In addition to saving, Holgate, the Seattle woman we introduced at the top of this story, built up a line of credit. She has a combined $20,000 line of credit on her two credit cards, just in case she needs to use them. And she opened a home equity line back in 2006. At the time, she had wanted to free up extra cash to remodel her bathroom. But having more than $60,000 available might also help her in a pinch -- as long as her lender keeps the line open, not a given in these days of tight credit.
If you're still working and in a good situation, Yochim advised, it may be a good idea to open a home equity line of credit. But it's important to remember that HELOCs are a last resort.
"It's a good thing for homeowners to have available, but to never use," Yochim cautioned. "You don't want to trade unsecured debt for secured debt -- don't trade the roof over your head."
But, she says, "There are true emergencies and if you need access to cash that's it and you get a tax break on interest.
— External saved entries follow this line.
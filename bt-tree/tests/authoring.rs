use bt_tree::{NodeKind, Template, TemplateError};

#[test]
fn new_template_has_exactly_one_root() {
    let template = Template::new("patrol");
    assert_eq!(template.len(), 1);

    let root = template.node(template.root()).unwrap();
    assert!(matches!(root.kind(), NodeKind::Root));
    assert!(root.children().is_empty());
}

#[test]
fn adding_a_second_root_is_rejected() {
    let mut template = Template::new("patrol");
    assert_eq!(template.add_node(NodeKind::Root), Err(TemplateError::RootIsFixed));
}

#[test]
fn removing_the_root_is_rejected() {
    let mut template = Template::new("patrol");
    let root = template.root();
    assert_eq!(template.remove_node(root), Err(TemplateError::RootIsFixed));
}

#[test]
fn connect_and_disconnect_roundtrip() {
    let mut template = Template::new("patrol");
    let seq = template.add_node(NodeKind::Sequence).unwrap();
    let wait = template.add_node(NodeKind::Wait { seconds: 1.0 }).unwrap();

    template.connect(template.root(), seq).unwrap();
    template.connect(seq, wait).unwrap();
    assert_eq!(template.parent_of(seq), Some(template.root()));
    assert_eq!(template.parent_of(wait), Some(seq));
    assert_eq!(template.node(seq).unwrap().children(), &[wait][..]);

    template.disconnect(seq, wait).unwrap();
    assert_eq!(template.parent_of(wait), None);
    assert!(template.node(seq).unwrap().children().is_empty());
}

#[test]
fn decorators_take_at_most_one_child() {
    let mut template = Template::new("patrol");
    let inverter = template.add_node(NodeKind::Inverter).unwrap();
    let a = template.add_node(NodeKind::Log { message: "a".into() }).unwrap();
    let b = template.add_node(NodeKind::Log { message: "b".into() }).unwrap();

    template.connect(inverter, a).unwrap();
    assert_eq!(
        template.connect(inverter, b),
        Err(TemplateError::ChildLimit { parent: inverter })
    );

    template.connect(template.root(), inverter).unwrap();
    assert_eq!(
        template.connect(template.root(), b),
        Err(TemplateError::ChildLimit { parent: template.root() })
    );
}

#[test]
fn leaves_take_no_children() {
    let mut template = Template::new("patrol");
    let wait = template.add_node(NodeKind::Wait { seconds: 1.0 }).unwrap();
    let log = template.add_node(NodeKind::Log { message: "hi".into() }).unwrap();

    assert_eq!(
        template.connect(wait, log),
        Err(TemplateError::ChildLimit { parent: wait })
    );
}

#[test]
fn shared_subtrees_are_rejected() {
    let mut template = Template::new("patrol");
    let first = template.add_node(NodeKind::Sequence).unwrap();
    let second = template.add_node(NodeKind::Selector).unwrap();
    let shared = template.add_node(NodeKind::Log { message: "hi".into() }).unwrap();

    template.connect(first, shared).unwrap();
    assert_eq!(
        template.connect(second, shared),
        Err(TemplateError::AlreadyParented { child: shared })
    );
}

#[test]
fn cycles_are_rejected() {
    let mut template = Template::new("patrol");
    let outer = template.add_node(NodeKind::Sequence).unwrap();
    let inner = template.add_node(NodeKind::Selector).unwrap();

    template.connect(outer, inner).unwrap();
    assert_eq!(
        template.connect(inner, outer),
        Err(TemplateError::WouldCycle { parent: inner, child: outer })
    );
    assert_eq!(
        template.connect(outer, outer),
        Err(TemplateError::WouldCycle { parent: outer, child: outer })
    );
}

#[test]
fn the_root_cannot_become_a_child() {
    let mut template = Template::new("patrol");
    let seq = template.add_node(NodeKind::Sequence).unwrap();

    assert_eq!(
        template.connect(seq, template.root()),
        Err(TemplateError::RootAsChild)
    );
}

#[test]
fn removing_a_node_detaches_it_and_orphans_its_children() {
    let mut template = Template::new("patrol");
    let seq = template.add_node(NodeKind::Sequence).unwrap();
    let wait = template.add_node(NodeKind::Wait { seconds: 1.0 }).unwrap();
    template.connect(template.root(), seq).unwrap();
    template.connect(seq, wait).unwrap();

    template.remove_node(seq).unwrap();
    assert!(template.node(seq).is_none());
    assert!(template.node(template.root()).unwrap().children().is_empty());
    // The orphan stays in the arena as a detached subtree.
    assert!(template.node(wait).is_some());
    assert_eq!(template.parent_of(wait), None);
}

#[test]
fn operations_on_unknown_ids_are_rejected() {
    let mut template = Template::new("patrol");
    let seq = template.add_node(NodeKind::Sequence).unwrap();
    // A stale id: issued once, then removed.
    let ghost = template.add_node(NodeKind::Sequence).unwrap();
    template.remove_node(ghost).unwrap();

    assert_eq!(template.connect(seq, ghost), Err(TemplateError::UnknownNode(ghost)));
    assert_eq!(template.connect(ghost, seq), Err(TemplateError::UnknownNode(ghost)));
    assert_eq!(template.remove_node(ghost), Err(TemplateError::UnknownNode(ghost)));
    assert_eq!(
        template.disconnect(seq, ghost),
        Err(TemplateError::UnknownNode(ghost))
    );
}

#[test]
fn disconnecting_a_missing_edge_is_rejected() {
    let mut template = Template::new("patrol");
    let seq = template.add_node(NodeKind::Sequence).unwrap();
    let wait = template.add_node(NodeKind::Wait { seconds: 1.0 }).unwrap();

    assert_eq!(
        template.disconnect(seq, wait),
        Err(TemplateError::NotConnected { parent: seq, child: wait })
    );
}

#[test]
fn validate_accepts_authored_templates() {
    let mut template = Template::new("patrol");
    let seq = template.add_node(NodeKind::Sequence).unwrap();
    let wait = template.add_node(NodeKind::Wait { seconds: 1.0 }).unwrap();
    let idle = template
        .add_node(NodeKind::SetFlag { flag: "isIdle".into(), value: true })
        .unwrap();
    template.connect(template.root(), seq).unwrap();
    template.connect(seq, wait).unwrap();
    template.connect(seq, idle).unwrap();

    assert_eq!(template.validate(), Ok(()));
}

#[test]
fn validate_catches_a_variant_swap_that_breaks_arity() {
    let mut template = Template::new("patrol");
    let seq = template.add_node(NodeKind::Sequence).unwrap();
    let a = template.add_node(NodeKind::Log { message: "a".into() }).unwrap();
    let b = template.add_node(NodeKind::Log { message: "b".into() }).unwrap();
    template.connect(template.root(), seq).unwrap();
    template.connect(seq, a).unwrap();
    template.connect(seq, b).unwrap();

    *template.node_mut(seq).unwrap().kind_mut() = NodeKind::Wait { seconds: 1.0 };
    assert_eq!(
        template.validate(),
        Err(TemplateError::ChildLimit { parent: seq })
    );
}

#[test]
fn node_names_default_to_the_kind_label_and_stay_editable() {
    let mut template = Template::new("patrol");
    let wait = template.add_node(NodeKind::Wait { seconds: 2.0 }).unwrap();
    assert_eq!(template.node(wait).unwrap().name, "Wait");

    template.node_mut(wait).unwrap().name = "cooldown".to_string();
    assert_eq!(template.node(wait).unwrap().name, "cooldown");
}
The same could be said for credit card offers: "Don't open them willy-nilly but if you can get it, go for it."
For the long-term, Yochim says it's not the percentage you put away that matters as much as how many months of expenses you can actually cover.
If, for example, you don't have any dependents and you can get work to tide you over in a layoff, Yochim says it's fine to have a three-month emergency fund. But, if you are the sole bread winner and you have dependents, estimate how long it would take to get another job in your industry and then, Yochim said, add three months to that.
If she does get laid off, Holgate isn't banking on another job in her industry. Instead, she's now planning her own gardening business and will apply for a business license soon.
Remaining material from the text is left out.